> TASK BRIEF
Across the listing below, count the lines containing "crate". Answer with that number only.
BEGIN
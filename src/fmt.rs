//! Logging shims. Forward to `defmt` when the `defmt` feature is enabled,
//! otherwise expand to a borrow of the arguments so they still count as used.
//! Declared with `#[macro_use]` in `lib.rs`, so must stay the first module.

macro_rules! trace {
    ($s:literal $(, $x:expr)* $(,)?) => {{
        #[cfg(feature = "defmt")]
        ::defmt::trace!($s $(, $x)*);
        #[cfg(not(feature = "defmt"))]
        let _ = ($( & $x ),*);
    }};
}

macro_rules! debug {
    ($s:literal $(, $x:expr)* $(,)?) => {{
        #[cfg(feature = "defmt")]
        ::defmt::debug!($s $(, $x)*);
        #[cfg(not(feature = "defmt"))]
        let _ = ($( & $x ),*);
    }};
}

macro_rules! warn {
    ($s:literal $(, $x:expr)* $(,)?) => {{
        #[cfg(feature = "defmt")]
        ::defmt::warn!($s $(, $x)*);
        #[cfg(not(feature = "defmt"))]
        let _ = ($( & $x ),*);
    }};
}
//! Driver for the Reboot board set: two IS31FL3730 chips on one I2C bus.
//! Blocking API on `embedded_hal::i2c::I2c`; the async API mirrors it behind the
//! `async` feature.

use crate::brightness;
use crate::data_types::{CurrentLimit, Display, Glyph};
use crate::error::Error;
use crate::font::{glyph_of, glyph_of_byte};
use crate::registers::{addr, DONT_CARE};
use crate::transaction::Transaction;

/// Reboot dual-display driver.
///
/// The chips are write-only, so the current limit of each display is tracked
/// here as the last value successfully written (`None` until then, or after a
/// reset returns the chip to its 40 mA default).
pub struct Reboot<I2C> {
    i2c: I2C,
    addresses: [u8; 2],
    current: [Option<CurrentLimit>; 2],
}

impl<I2C> Reboot<I2C> {
    /// Create a driver using the board's fixed addresses (0x63 and 0x60).
    pub fn new(i2c: I2C) -> Self {
        Self::with_addresses(i2c, Display::FourDigit.address(), Display::SixDigit.address())
    }

    /// Create a driver with custom addresses for the 4-digit and 6-digit displays.
    pub fn with_addresses(i2c: I2C, four_digit: u8, six_digit: u8) -> Self {
        Self {
            i2c,
            addresses: [four_digit, six_digit],
            current: [None; 2],
        }
    }

    /// Release the bus.
    pub fn free(self) -> I2C {
        self.i2c
    }

    /// 7-bit I2C address used for `display`.
    pub fn address(&self, display: Display) -> u8 {
        self.addresses[display.index()]
    }

    /// Last current limit written to `display`, if known.
    pub fn current_limit(&self, display: Display) -> Option<CurrentLimit> {
        self.current[display.index()]
    }

    fn begin(&self, display: Display, reg: u8) -> Transaction {
        Transaction::register(self.address(display), reg)
    }

    /// Stage frame for `write`: DATA followed by one glyph per digit position.
    fn text_frame<G>(&self, display: Display, glyphs: G) -> Transaction
    where
        G: Iterator<Item = Glyph>,
    {
        let mut tx = self.begin(display, addr::DATA);
        glyphs
            .chain(core::iter::repeat(Glyph::BLANK))
            .take(display.digit_count())
            .for_each(|g| {
                tx.push_glyph(g);
            });
        tx
    }
}

impl<I2C> Reboot<I2C>
where
    I2C: embedded_hal::i2c::I2c,
{
    /// Force both displays to the maximum safe current (20 mA per segment).
    /// Call once before anything else.
    pub fn init(&mut self) -> Result<(), Error<I2C::Error>> {
        for display in Display::ALL {
            self.set_power_max(display)?;
        }
        Ok(())
    }

    fn send(&mut self, tx: Transaction) -> Result<(), Error<I2C::Error>> {
        tx.end(&mut self.i2c).map_err(Error::I2c)
    }

    /// Latch the staged data registers onto the display.
    fn commit(&mut self, display: Display) -> Result<(), Error<I2C::Error>> {
        let mut tx = self.begin(display, addr::UPDATE_COLUMN);
        tx.push(DONT_CARE);
        self.send(tx)
    }

    /// Show `text` on `display`.
    ///
    /// One character per digit position; `M` and `W` take two digits.
    /// Missing positions are blank, extra characters are dropped and unsupported
    /// characters render blank.
    pub fn write(&mut self, display: Display, text: &str) -> Result<(), Error<I2C::Error>> {
        debug!("write {} {=str}", display, text);
        let tx = self.text_frame(display, text.chars().map(glyph_of));
        self.send(tx)?;
        self.commit(display)
    }

    /// Like [`Reboot::write`] for ASCII byte strings.
    pub fn write_bytes(&mut self, display: Display, text: &[u8]) -> Result<(), Error<I2C::Error>> {
        debug!("write {} {=[u8]}", display, text);
        let tx = self.text_frame(display, text.iter().copied().map(glyph_of_byte));
        self.send(tx)?;
        self.commit(display)
    }

    /// Blank every digit of `display`.
    pub fn clear(&mut self, display: Display) -> Result<(), Error<I2C::Error>> {
        self.write(display, "")
    }

    /// Reset every register of `display` to its default, then restore the
    /// 20 mA current limit (the default is 40 mA).
    pub fn reset_display(&mut self, display: Display) -> Result<(), Error<I2C::Error>> {
        debug!("reset {}", display);
        self.current[display.index()] = None;
        let mut tx = self.begin(display, addr::RESET);
        tx.push(DONT_CARE);
        self.send(tx)?;
        self.set_power_max(display)
    }

    /// Set LED brightness, 0..=100 percent, gamma corrected.
    pub fn set_brightness(
        &mut self,
        display: Display,
        percent: u8,
    ) -> Result<(), Error<I2C::Error>> {
        let pwm = brightness::correct(percent).ok_or(Error::OutOfRange)?;
        debug!("brightness {} {=u8}% -> pwm {=u8:#x}", display, percent, pwm);
        let mut tx = self.begin(display, addr::PWM);
        tx.push(pwm);
        self.send(tx)
    }

    /// 10 mA per segment.
    pub fn set_power_min(&mut self, display: Display) -> Result<(), Error<I2C::Error>> {
        self.set_current_limit(display, CurrentLimit::Min10mA)
    }

    /// 20 mA per segment, the most these displays take.
    pub fn set_power_max(&mut self, display: Display) -> Result<(), Error<I2C::Error>> {
        self.set_current_limit(display, CurrentLimit::Max20mA)
    }

    /// Write the lighting effect register and record the new setting.
    pub fn set_current_limit(
        &mut self,
        display: Display,
        limit: CurrentLimit,
    ) -> Result<(), Error<I2C::Error>> {
        debug!("current {} {=u8}mA", display, limit.milliamps());
        let mut tx = self.begin(display, addr::LIGHTING_EFFECT);
        tx.push(limit.bits());
        self.send(tx)?;
        self.current[display.index()] = Some(limit);
        Ok(())
    }
}

#[cfg(feature = "async")]
impl<I2C> Reboot<I2C>
where
    I2C: embedded_hal_async::i2c::I2c,
{
    /// Async version of [`Reboot::init`].
    pub async fn init_async(&mut self) -> Result<(), Error<I2C::Error>> {
        for display in Display::ALL {
            self.set_power_max_async(display).await?;
        }
        Ok(())
    }

    async fn send_async(&mut self, tx: Transaction) -> Result<(), Error<I2C::Error>> {
        tx.end_async(&mut self.i2c).await.map_err(Error::I2c)
    }

    async fn commit_async(&mut self, display: Display) -> Result<(), Error<I2C::Error>> {
        let mut tx = self.begin(display, addr::UPDATE_COLUMN);
        tx.push(DONT_CARE);
        self.send_async(tx).await
    }

    pub async fn write_async(
        &mut self,
        display: Display,
        text: &str,
    ) -> Result<(), Error<I2C::Error>> {
        debug!("write {} {=str}", display, text);
        let tx = self.text_frame(display, text.chars().map(glyph_of));
        self.send_async(tx).await?;
        self.commit_async(display).await
    }

    pub async fn write_bytes_async(
        &mut self,
        display: Display,
        text: &[u8],
    ) -> Result<(), Error<I2C::Error>> {
        debug!("write {} {=[u8]}", display, text);
        let tx = self.text_frame(display, text.iter().copied().map(glyph_of_byte));
        self.send_async(tx).await?;
        self.commit_async(display).await
    }

    pub async fn clear_async(&mut self, display: Display) -> Result<(), Error<I2C::Error>> {
        self.write_async(display, "").await
    }

    pub async fn reset_display_async(&mut self, display: Display) -> Result<(), Error<I2C::Error>> {
        debug!("reset {}", display);
        self.current[display.index()] = None;
        let mut tx = self.begin(display, addr::RESET);
        tx.push(DONT_CARE);
        self.send_async(tx).await?;
        self.set_power_max_async(display).await
    }

    pub async fn set_brightness_async(
        &mut self,
        display: Display,
        percent: u8,
    ) -> Result<(), Error<I2C::Error>> {
        let pwm = brightness::correct(percent).ok_or(Error::OutOfRange)?;
        debug!("brightness {} {=u8}% -> pwm {=u8:#x}", display, percent, pwm);
        let mut tx = self.begin(display, addr::PWM);
        tx.push(pwm);
        self.send_async(tx).await
    }

    pub async fn set_power_min_async(&mut self, display: Display) -> Result<(), Error<I2C::Error>> {
        self.set_current_limit_async(display, CurrentLimit::Min10mA).await
    }

    pub async fn set_power_max_async(&mut self, display: Display) -> Result<(), Error<I2C::Error>> {
        self.set_current_limit_async(display, CurrentLimit::Max20mA).await
    }

    pub async fn set_current_limit_async(
        &mut self,
        display: Display,
        limit: CurrentLimit,
    ) -> Result<(), Error<I2C::Error>> {
        debug!("current {} {=u8}mA", display, limit.milliamps());
        let mut tx = self.begin(display, addr::LIGHTING_EFFECT);
        tx.push(limit.bits());
        self.send_async(tx).await?;
        self.current[display.index()] = Some(limit);
        Ok(())
    }
}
END
> SOLVED EXERCISE
6